Изменить размер шрифта - +
Возвращение российских войск на европейский театр с востока (о чем усиленно просили французы, одновременно шантажируя Витте обещанием финансового займа) теперь не сулило им облегчения. Бьерский договор, решающая сила которого заключалась в секретности, не только лишал Францию основного союзника, но и играл провоцирующую роль: Франция по-прежнему рассчитывала на Россию, беспокоясь только по поводу ее технических возможностей из-за последствий войны и вероятности революции, а позиция России на деле была уже совсем иной.

Нужно отдать должное политическим способностям Витте: всю ситуацию, столь для него новую и неожиданную, он понял мгновенно, потому что продолжение его беседы с Ламздорфом было уже не только оценкой договора в Бьерке, но и прямой провокацией: «Прочитавши этот договор, я сказал графу Ламздорфу:

– Да это – прямой подвох, не говоря о неэквивалентности договора. Ведь такой договор бесчестен по отношению к Франции, ведь по одному этому он невозможен. Неужели все это сотворено без вас и до последних дней вы об этом не знали? Разве Государю неизвестен наш договор с Францией?

Ламздорф ответил:

– Как неизвестен? Отлично известен. Государь, может быть, его забыл, а вероятнее всего не сообразил сути дела, в тумане, напущенном Вильгельмом. Я же об договоре ничего не знал и совершенно добросовестно телеграфировал вам в Париж когда ехали в Америку, что свидание в Бьерках не имеет никакого политического значения.

– Необходимо, – ответил я графу Ламздорфу, – во что бы то ни стало уничтожить этот договор, хотя бы пришлось замедлить ратификацией Портсмутского договора – это ваш долг».

Витте безусловно прав, расценив Бьеркский договор как предательство по отношению к Франции – так оно и было.
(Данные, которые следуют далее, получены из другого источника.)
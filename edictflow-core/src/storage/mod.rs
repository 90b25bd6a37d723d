//! Pluggable controller storage
//!
//! The controller's durable state lives behind [`ControllerStore`]. Two
//! backends ship with the crate:
//!
//! - [`InMemoryStore`]: default, lost on restart, used by tests
//! - [`SqliteStore`]: one SQLite file (feature `sqlite`)
//!
//! Backends serialize their own concurrent access; callers never hold a
//! store lock across I/O of their own. Uniqueness invariants are enforced
//! here, not only by callers:
//!
//! - one approval record per (rule, voter): [`EdictError::DuplicateVote`]
//! - one attachment per (rule, team): [`EdictError::DuplicateAttachment`]
//! - one pending change request per (agent, file): [`EdictError::AlreadyExists`]
//!
//! # Example
//!
//! ```rust
//! use edictflow_core::storage::{ControllerStore, InMemoryStore};
//!
//! let store = InMemoryStore::new();
//! assert!(store.health_check().is_ok());
//! assert!(store.list_rules().unwrap().is_empty());
//! ```

mod memory;
#[cfg(feature = "sqlite")]
mod sqlite;

pub use memory::InMemoryStore;
#[cfg(feature = "sqlite")]
pub use sqlite::SqliteStore;

use crate::audit::AuditEvent;
use crate::error::Result;
use crate::model::{
    AgentRecord, ApprovalConfig, ApprovalRecord, AttachmentStatus, Category, ChangeRequest,
    ChangeStatus, ExceptionRequest, Rule, RuleAttachment,
};

/// Storage backend for all cross-agent controller state
///
/// All methods take `&self`; implementations use interior mutability.
pub trait ControllerStore: Send + Sync {
    // Rules
    fn insert_rule(&self, rule: &Rule) -> Result<()>;
    /// Fails with `RuleNotFound` when the rule is absent
    fn update_rule(&self, rule: &Rule) -> Result<()>;
    /// Removes the rule together with its approvals and attachments
    fn delete_rule(&self, rule_id: &str) -> Result<()>;
    fn get_rule(&self, rule_id: &str) -> Result<Option<Rule>>;
    fn list_rules(&self) -> Result<Vec<Rule>>;

    // Approvals
    fn insert_approval(&self, record: &ApprovalRecord) -> Result<()>;
    /// Records in insertion order
    fn list_approvals(&self, rule_id: &str) -> Result<Vec<ApprovalRecord>>;
    fn clear_approvals(&self, rule_id: &str) -> Result<()>;

    // Approval configuration
    fn upsert_approval_config(&self, config: &ApprovalConfig) -> Result<()>;
    fn list_approval_configs(&self) -> Result<Vec<ApprovalConfig>>;

    // Attachments
    fn insert_attachment(&self, attachment: &RuleAttachment) -> Result<()>;
    fn set_attachment_status(
        &self,
        rule_id: &str,
        team_id: &str,
        status: AttachmentStatus,
    ) -> Result<()>;
    fn list_attachments(&self, rule_id: &str) -> Result<Vec<RuleAttachment>>;

    // Categories
    fn upsert_category(&self, category: &Category) -> Result<()>;
    fn list_categories(&self) -> Result<Vec<Category>>;

    // Agents
    fn upsert_agent(&self, agent: &AgentRecord) -> Result<()>;
    fn get_agent(&self, agent_id: &str) -> Result<Option<AgentRecord>>;
    fn list_agents(&self) -> Result<Vec<AgentRecord>>;

    // Change requests
    fn insert_change(&self, change: &ChangeRequest) -> Result<()>;
    fn update_change(&self, change: &ChangeRequest) -> Result<()>;
    fn get_change(&self, change_id: &str) -> Result<Option<ChangeRequest>>;
    fn find_pending_change(&self, agent_id: &str, file_path: &str)
        -> Result<Option<ChangeRequest>>;
    /// Oldest first; `None` lists every status
    fn list_changes(&self, status: Option<ChangeStatus>) -> Result<Vec<ChangeRequest>>;

    // Exception requests
    fn insert_exception(&self, exception: &ExceptionRequest) -> Result<()>;
    fn update_exception(&self, exception: &ExceptionRequest) -> Result<()>;
    fn get_exception(&self, exception_id: &str) -> Result<Option<ExceptionRequest>>;
    /// Oldest first
    fn list_exceptions(&self) -> Result<Vec<ExceptionRequest>>;

    // Audit
    fn append_audit(&self, event: &AuditEvent) -> Result<()>;
    /// Events for `entity_id` in insertion order
    fn audit_trail(&self, entity_id: &str) -> Result<Vec<AuditEvent>>;

    // Config versions
    /// Highest config version recorded, 0 for a fresh store
    fn latest_version(&self) -> Result<u64>;
    /// Record `version` as handed out; never lowers the stored value
    fn record_version(&self, version: u64) -> Result<()>;

    /// Check if backend is healthy
    fn health_check(&self) -> Result<()>;

    /// Backend name for logging
    fn name(&self) -> &'static str;
}
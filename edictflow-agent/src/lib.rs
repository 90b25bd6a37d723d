//! Edictflow Agent - keeps managed files on a workstation in line with the controller
//!
//! ## Architecture
//!
//! ```text
//! ┌──────────────────────────────────────────────────────────────┐
//! │                          Daemon                              │
//! │                                                              │
//! │  FileWatcher ──► Reconciler ──► OutboundQueue ──┐            │
//! │                      ▲              (SQLite)    │            │
//! │                      │                          ▼            │
//! │  control socket   SessionClient ◄────────► Connector ◄──► controller
//! │  (status/sync)    (heartbeat, dispatch)    (WebSocket)       │
//! └──────────────────────────────────────────────────────────────┘
//! ```
//!
//! Every report the agent makes is written to the [`store`] before it is
//! sent and deleted when the controller acknowledges it, so reports survive
//! restarts and network partitions. Everything the controller sends is a
//! hint the agent can re-derive from the next heartbeat.

pub mod auth;
pub mod config;
pub mod context;
pub mod daemon;
pub mod diff;
pub mod error;
pub mod ipc;
pub mod notifier;
pub mod queue;
pub mod reconcile;
pub mod session;
pub mod store;
pub mod transport;
pub mod watcher;

pub use config::{AgentConfig, AgentPaths};
pub use daemon::Daemon;
pub use error::{AgentError, Result};
pub use queue::OutboundQueue;
pub use reconcile::{DriftOutcome, Reconciler};
pub use session::{Backoff, SessionClient, SessionParts, SessionStatus};
pub use store::AgentStore;
pub use transport::{Connector, Link, MemoryConnector, WebSocketConnector};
К сожалению, предательства в политике – не печальные исключения, а норма. Что же касается этого конкретного предательства, то оно в определенной степени было ответом на французскую политику 1904-1905 годов; с другой стороны, выгода его для России была уже оправдана помощью Германии при заключении Портсмутского мира. С моральной же точки зрения Витте, усмотревший бесчестность царя при подписании именно такого тайного договора, был, повторяем, прав.

Зато чистой инсинуацией является оценка юридической стороны договора, высказанная Витте и навязанная им сначала единственному собеседнику (Ламздорфу), затем – почти всем современникам, а потом вошедшая и в канонизированную российскую историю. Бьеркский договор вовсе не противоречил ни франко-русскому союзу – с одной стороны, ни Тройственному (Германия, Австро-Венгрия и Италия) – с другой. Ни один из этих договоров не обязывал к поддержке союзной стороны в том случае, если бы она сама осуществила нападение на какую-либо третью сторону. Таких жестоких и противоестественных договоров почти и не было в истории современной дипломатии.

На практике, например, Германия и Австро-Венгрия, связанные с Италией Тройственным союзом, не были обязаны и не оказали военной помощи последней, когда она сама в сентябре 1911 года объявила войну Турции (война закончилась через год). Точно так же и Италия отказалась выступать на стороне своих союзников в августе 1914 года, поскольку последние сами объявили войны своим противникам.

Так и Бьеркский договор не обязывал Россию к выступлению на стороне Германии, если бы последняя сама напала на Францию. Более того, никем не отмененный франко-русский договор совершенно однозначно обязывал Россию в этом случае выступить на стороне Франции. Зато Бьеркский договор обязывал Россию защищать Германию, если бы последняя стала жертвой нападения Франции – в этом и заключался основной смысл договора!

 

Итак, на повестке дня оказалось нападение Франции на Германию. Этого в России практически никто не понял, кроме Витте и Николая II, который, в разрез с легковесными предположениями Ламздорфа, едва ли действовал с закрытыми глазами.